Posts Tagged ‘ Vaccines ’

Vaccine Education Programs May Not Be Effective

Wednesday, March 5th, 2014

Parents who are hesitant to vaccinate their children–or who have decided against vaccination–are not likely to be swayed by awareness programs meant to educate parents about the importance of giving kids vaccines against preventible diseases like measles and mumps.  The programs, according to new research published in the journal Pediatrics, can actually make parents express more reservations about vaccines. More from Reuters:

The study’s lead author told Reuters Health that the research is an extension of his work in political science that found it is difficult to correct people’s misinformation.

“We found political misinformation is often very difficult to correct and giving people the correct information can backfire,” said Brendan Nyhan, a political scientist at Dartmouth College in Hanover, New Hampshire.

“We were interested in seeing if the messages public health agencies were putting out were effective,” he said.

Specifically, Nyhan and his colleagues examined public health campaigns about the measles-mumps-rubella (MMR) vaccine.

Although national U.S. MMR vaccination rates are high, the researchers write in Pediatrics that there are states where the rate dips below 90 percent, which is a commonly used threshold for so-call herd immunity. Herd immunity is the point where high vaccination rates within a population may also offer protection to the unvaccinated.

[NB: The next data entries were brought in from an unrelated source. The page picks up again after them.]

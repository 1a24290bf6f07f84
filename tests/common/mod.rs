//! Shared helpers for the front door integration tests.

#![allow(dead_code)]

use bytes::Bytes;
use futures::FutureExt;
use http_body_util::{BodyExt, Full};
use hyper::http::{header, Method, Request, Response, StatusCode};
use package_registry_mcp::catalog::{OperationCatalog, OperationFuture};
use package_registry_mcp::http::response::ResponseBody;
use package_registry_mcp::http::{SESSION_HEADER, SESSION_HEADER_ALIAS};
use package_registry_mcp::{FrontDoor, PackageRegistryServer, SessionRegistry, ToolError};
use package_registry_mcp::session::TransportConfig;
use serde_json::{json, Value};
use std::sync::atomic::{AtomicUsize, Ordering};
use std::sync::Arc;
use std::time::Duration;
use tokio::sync::Barrier;

/// How long `rendezvous` waits for its partner before giving up.
const RENDEZVOUS_TIMEOUT: Duration = Duration::from_secs(5);

/// In-memory catalog behind `npm_details`. The package name picks the
/// behaviour: `left-pad` resolves, `slow` takes a moment and records how
/// many calls overlap, `rendezvous` waits for a partner call, `stall` never
/// finishes in test time, `explode` panics and anything else is not found.
pub struct FakeCatalog {
    active: Arc<AtomicUsize>,
    peak: Arc<AtomicUsize>,
    barrier: Arc<Barrier>,
}

impl FakeCatalog {
    pub fn new() -> Self {
        Self {
            active: Arc::new(AtomicUsize::new(0)),
            peak: Arc::new(AtomicUsize::new(0)),
            barrier: Arc::new(Barrier::new(2)),
        }
    }

    /// Most `slow` calls ever running at once.
    pub fn peak(&self) -> usize {
        self.peak.load(Ordering::SeqCst)
    }
}

impl OperationCatalog for FakeCatalog {
    fn call(&self, name: &str, arguments: Value) -> Option<OperationFuture> {
        if name != "npm_details" {
            return None;
        }
        let package = arguments["name"].as_str().unwrap_or_default().to_string();
        Some(match package.as_str() {
            "left-pad" => details().boxed(),
            "slow" => slow(Arc::clone(&self.active), Arc::clone(&self.peak)).boxed(),
            "rendezvous" => rendezvous(Arc::clone(&self.barrier)).boxed(),
            "stall" => stall().boxed(),
            "explode" => explode().boxed(),
            other => not_found(other.to_string()).boxed(),
        })
    }
}

async fn details() -> Result<Value, ToolError> {
    Ok(json!({"name": "left-pad", "latestVersion": "1.3.0", "license": "WTFPL"}))
}

async fn slow(active: Arc<AtomicUsize>, peak: Arc<AtomicUsize>) -> Result<Value, ToolError> {
    let now = active.fetch_add(1, Ordering::SeqCst) + 1;
    peak.fetch_max(now, Ordering::SeqCst);
    tokio::time::sleep(Duration::from_millis(150)).await;
    active.fetch_sub(1, Ordering::SeqCst);
    Ok(json!({"done": true}))
}

async fn rendezvous(barrier: Arc<Barrier>) -> Result<Value, ToolError> {
    match tokio::time::timeout(RENDEZVOUS_TIMEOUT, barrier.wait()).await {
        Ok(_) => Ok(json!({"met": true})),
        Err(_) => Err(ToolError::UpstreamUnavailable("partner never arrived".into())),
    }
}

async fn not_found(package: String) -> Result<Value, ToolError> {
    Err(ToolError::NotFound(package))
}

async fn stall() -> Result<Value, ToolError> {
    tokio::time::sleep(Duration::from_secs(30)).await;
    Ok(json!({"done": true}))
}

async fn explode() -> Result<Value, ToolError> {
    panic!("fake operation exploded")
}

/// A front door over a fresh registry and the fake catalog.
pub fn front_door() -> (FrontDoor, Arc<FakeCatalog>) {
    let catalog = Arc::new(FakeCatalog::new());
    let engine = Arc::new(PackageRegistryServer::new(catalog.clone()));
    let registry = SessionRegistry::new(TransportConfig { keep_alive: None });
    (FrontDoor::new(registry, engine), catalog)
}

pub fn initialize_body() -> Value {
    json!({
        "jsonrpc": "2.0",
        "id": 0,
        "method": "initialize",
        "params": {
            "protocolVersion": "2025-03-26",
            "capabilities": {},
            "clientInfo": {"name": "integration", "version": "0.1.0"}
        }
    })
}

pub fn initialized_notification() -> Value {
    json!({"jsonrpc": "2.0", "method": "notifications/initialized"})
}

pub fn call_tool(id: u64, name: &str, arguments: Value) -> Value {
    json!({
        "jsonrpc": "2.0",
        "id": id,
        "method": "tools/call",
        "params": {"name": name, "arguments": arguments}
    })
}

/// `npm_details` for `package`, which the fake catalog dispatches on.
pub fn lookup(id: u64, package: &str) -> Value {
    call_tool(id, "npm_details", json!({"name": package}))
}

/// The JSON a successful tool result carries in its first text block.
pub fn tool_output(reply: &Value) -> Value {
    let text = reply["result"]["content"][0]["text"]
        .as_str()
        .expect("text content");
    serde_json::from_str(text).expect("json text")
}

pub fn request(method: Method, session: Option<&str>, body: Option<&Value>) -> Request<Full<Bytes>> {
    let mut builder = Request::builder()
        .method(method)
        .uri("/mcp")
        .header(header::ACCEPT, "application/json, text/event-stream");
    if let Some(id) = session {
        builder = builder.header(SESSION_HEADER_ALIAS, id);
    }
    let bytes = body.map(|b| Bytes::from(b.to_string())).unwrap_or_default();
    if body.is_some() {
        builder = builder.header(header::CONTENT_TYPE, "application/json");
    }
    builder.body(Full::new(bytes)).expect("request")
}

/// POST with `Accept: application/json` only, so replies are buffered.
pub async fn post_json(door: &FrontDoor, session: Option<&str>, body: &Value) -> Response<ResponseBody> {
    let mut req = request(Method::POST, session, Some(body));
    req.headers_mut()
        .insert(header::ACCEPT, "application/json".parse().expect("header"));
    door.handle(req).await
}

pub async fn body_json(resp: Response<ResponseBody>) -> Value {
    let bytes = resp.into_body().collect().await.expect("body").to_bytes();
    serde_json::from_slice(&bytes).expect("json body")
}

/// Every `data:` payload of an SSE response.
pub async fn body_events(resp: Response<ResponseBody>) -> Vec<Value> {
    let bytes = resp.into_body().collect().await.expect("body").to_bytes();
    decode_events(&String::from_utf8_lossy(&bytes))
}

/// Split a `text/event-stream` payload into the JSON data of its events.
/// Comments and malformed data lines are skipped.
pub fn decode_events(payload: &str) -> Vec<Value> {
    payload
        .split("\n\n")
        .filter_map(|block| {
            let data: Vec<&str> = block
                .lines()
                .filter_map(|line| line.strip_prefix("data:"))
                .map(str::trim_start)
                .collect();
            if data.is_empty() {
                return None;
            }
            serde_json::from_str(&data.join("\n")).ok()
        })
        .collect()
}

/// Initialize a session and return its id.
pub async fn open_session(door: &FrontDoor) -> String {
    let resp = post_json(door, None, &initialize_body()).await;
    assert_eq!(resp.status(), StatusCode::OK);
    let id = resp.headers()[SESSION_HEADER]
        .to_str()
        .expect("session header")
        .to_string();
    let ack = post_json(door, Some(&id), &initialized_notification()).await;
    assert_eq!(ack.status(), StatusCode::ACCEPTED);
    id
}
//! Server-sent events body over a transport output stream.

use crate::session::{EventStream, StreamEvent};
use bytes::Bytes;
use http_body::{Body, Frame};
use std::convert::Infallible;
use std::pin::Pin;
use std::task::{Context, Poll};

/// Response body that frames each stream event as SSE.
///
/// Dropping the body (client went away) drops the receiver, which the
/// producing side observes as a closed channel.
#[derive(Debug)]
pub struct SseBody {
    events: EventStream,
}

impl SseBody {
    pub fn new(events: EventStream) -> Self {
        Self { events }
    }
}

impl Body for SseBody {
    type Data = Bytes;
    type Error = Infallible;

    fn poll_frame(
        self: Pin<&mut Self>,
        cx: &mut Context<'_>,
    ) -> Poll<Option<Result<Frame<Self::Data>, Self::Error>>> {
        self.get_mut()
            .events
            .poll_next(cx)
            .map(|event| event.map(|event| Ok(Frame::data(encode_event(&event)))))
    }
}

/// Encode one event in `text/event-stream` framing.
pub fn encode_event(event: &StreamEvent) -> Bytes {
    match event {
        StreamEvent::Message(message) => Bytes::from(format!("event: message\ndata: {message}\n\n")),
        StreamEvent::KeepAlive => Bytes::from_static(b": keep-alive\n\n"),
    }
}
//! Tool registry for package lookups.
//!
//! Static metadata for every operation the server exposes. The operation
//! catalog builds its dispatch table from this list, and `tools/list`
//! follows registry order.

use serde::{Deserialize, Serialize};
use std::str::FromStr;

/// Tool category for grouping related tools
#[derive(Debug, Clone, Copy, PartialEq, Eq, Hash, Serialize, Deserialize)]
#[serde(rename_all = "snake_case")]
pub enum ToolCategory {
    /// npm registry (registry.npmjs.org)
    Npm,
    /// crates.io
    Cargo,
    /// Python Package Index (pypi.org)
    Pypi,
}

impl ToolCategory {
    pub fn as_str(&self) -> &'static str {
        match self {
            Self::Npm => "npm",
            Self::Cargo => "cargo",
            Self::Pypi => "pypi",
        }
    }

    pub fn description(&self) -> &'static str {
        match self {
            Self::Npm => "JavaScript/TypeScript packages from the npm registry",
            Self::Cargo => "Rust crates from crates.io",
            Self::Pypi => "Python packages from PyPI",
        }
    }

    pub fn all() -> &'static [ToolCategory] {
        &[Self::Npm, Self::Cargo, Self::Pypi]
    }
}

impl FromStr for ToolCategory {
    type Err = ();

    fn from_str(input: &str) -> Result<Self, Self::Err> {
        let normalized = input.trim().to_lowercase().replace(['-', ' '], "_");
        match normalized.as_str() {
            "npm" | "node" | "javascript" | "js" => Ok(Self::Npm),
            "cargo" | "crates" | "crates_io" | "rust" => Ok(Self::Cargo),
            "pypi" | "pip" | "python" => Ok(Self::Pypi),
            _ => Err(()),
        }
    }
}

/// Metadata for a single tool
#[derive(Debug, Clone)]
pub struct ToolInfo {
    pub name: &'static str,
    pub category: ToolCategory,
    /// Short description (1 line, <100 chars)
    pub short_desc: &'static str,
    /// Full description with usage details - sent as the tool description
    pub full_desc: &'static str,
    /// Example invocation (JSON)
    pub example: &'static str,
    /// Keywords for search
    pub keywords: &'static [&'static str],
}

/// Static registry of all tools
pub static TOOL_REGISTRY: &[ToolInfo] = &[
    // === NPM ===
    ToolInfo {
        name: "npm_details",
        category: ToolCategory::Npm,
        short_desc: "Get details for an npm package",
        full_desc: "Get detailed information about an npm package: description, latest version, \
                    license, homepage, repository, keywords, maintainers, dist-tags and the \
                    dependencies of the latest release. Scoped names (@scope/name) are supported.",
        example: r#"{"name": "left-pad"}"#,
        keywords: &["npm", "node", "package", "details", "info", "metadata", "javascript"],
    },
    ToolInfo {
        name: "npm_search",
        category: ToolCategory::Npm,
        short_desc: "Search the npm registry",
        full_desc: "Search the npm registry by free text. Returns package names, versions, \
                    descriptions and search scores. Use this when the exact package name is unknown.",
        example: r#"{"query": "date formatting", "limit": 5}"#,
        keywords: &["npm", "search", "find", "query", "javascript"],
    },
    ToolInfo {
        name: "npm_versions",
        category: ToolCategory::Npm,
        short_desc: "List published versions of an npm package",
        full_desc: "List the published versions of an npm package, newest first, with their \
                    publish dates and the current dist-tags.",
        example: r#"{"name": "react", "limit": 10}"#,
        keywords: &["npm", "versions", "releases", "history", "tags"],
    },
    // === CARGO ===
    ToolInfo {
        name: "cargo_details",
        category: ToolCategory::Cargo,
        short_desc: "Get details for a crate on crates.io",
        full_desc: "Get detailed information about a Rust crate from crates.io: description, \
                    newest and max stable version, downloads, license, repository, documentation \
                    and categories.",
        example: r#"{"name": "serde"}"#,
        keywords: &["cargo", "crate", "rust", "details", "info", "metadata"],
    },
    ToolInfo {
        name: "cargo_search",
        category: ToolCategory::Cargo,
        short_desc: "Search crates.io",
        full_desc: "Search crates.io by free text. Returns crate names, newest versions, \
                    descriptions and download counts, plus the total number of matches.",
        example: r#"{"query": "async http client", "limit": 5}"#,
        keywords: &["cargo", "crate", "rust", "search", "find"],
    },
    ToolInfo {
        name: "cargo_versions",
        category: ToolCategory::Cargo,
        short_desc: "List published versions of a crate",
        full_desc: "List the published versions of a crate, newest first, with publish dates, \
                    yanked flags, downloads and license.",
        example: r#"{"name": "tokio", "limit": 10}"#,
        keywords: &["cargo", "crate", "versions", "releases", "yanked"],
    },
    // === PYPI ===
    ToolInfo {
        name: "pypi_details",
        category: ToolCategory::Pypi,
        short_desc: "Get details for a PyPI package",
        full_desc: "Get detailed information about a Python package from PyPI: summary, latest \
                    version, license, author, required Python version, project URLs, classifiers \
                    and declared requirements.",
        example: r#"{"name": "requests"}"#,
        keywords: &["pypi", "pip", "python", "package", "details", "info"],
    },
    ToolInfo {
        name: "pypi_versions",
        category: ToolCategory::Pypi,
        short_desc: "List published versions of a PyPI package",
        full_desc: "List the published versions of a Python package, newest first, with upload \
                    dates and yanked flags.",
        example: r#"{"name": "django", "limit": 10}"#,
        keywords: &["pypi", "pip", "python", "versions", "releases"],
    },
];

/// Get all tools
pub fn all_tools() -> impl Iterator<Item = &'static ToolInfo> {
    TOOL_REGISTRY.iter()
}

/// Get tools by category
pub fn tools_in(category: ToolCategory) -> impl Iterator<Item = &'static ToolInfo> {
    TOOL_REGISTRY.iter().filter(move |t| t.category == category)
}

#[cfg(test)]
mod tests {
    use crate::tool_registry::*;
    use std::collections::HashSet;

    #[test]
    fn test_registry_names() {
        assert!(all_tools().any(|t| t.name == "npm_details"));
        assert!(!all_tools().any(|t| t.name == "nuget_details"));
    }

    #[test]
    fn test_names_unique() {
        let names: HashSet<_> = all_tools().map(|t| t.name).collect();
        assert_eq!(names.len(), TOOL_REGISTRY.len());
    }

    #[test]
    fn test_categories() {
        assert_eq!(tools_in(ToolCategory::Npm).count(), 3);
        assert_eq!(tools_in(ToolCategory::Cargo).count(), 3);
        assert_eq!(tools_in(ToolCategory::Pypi).count(), 2);
        for tool in all_tools() {
            assert!(tool.name.starts_with(tool.category.as_str()));
        }
    }

    #[test]
    fn test_category_aliases() {
        assert_eq!("crates-io".parse(), Ok(ToolCategory::Cargo));
        assert_eq!(" Python ".parse(), Ok(ToolCategory::Pypi));
        assert_eq!("nuget".parse::<ToolCategory>(), Err(()));
    }

    #[test]
    fn test_examples_are_json() {
        for tool in all_tools() {
            let parsed: serde_json::Value =
                serde_json::from_str(tool.example).expect("example is valid JSON");
            assert!(parsed.is_object(), "{} example", tool.name);
        }
    }
}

They also write that maintaining high levels of MMR vaccination is important because of the increasing number of measles cases reported in the U.S. and recent outbreaks in the UK. Measles is a highly contagious respiratory disease that can lead to death.

Another study published by Centers for Disease Control and Prevention (CDC) researchers in the same journal found that vaccinating U.S. kids born in 2009 according to the routine immunization schedule will save about $70 billion and prevent over 40,000 early deaths and over 20 million cases of disease.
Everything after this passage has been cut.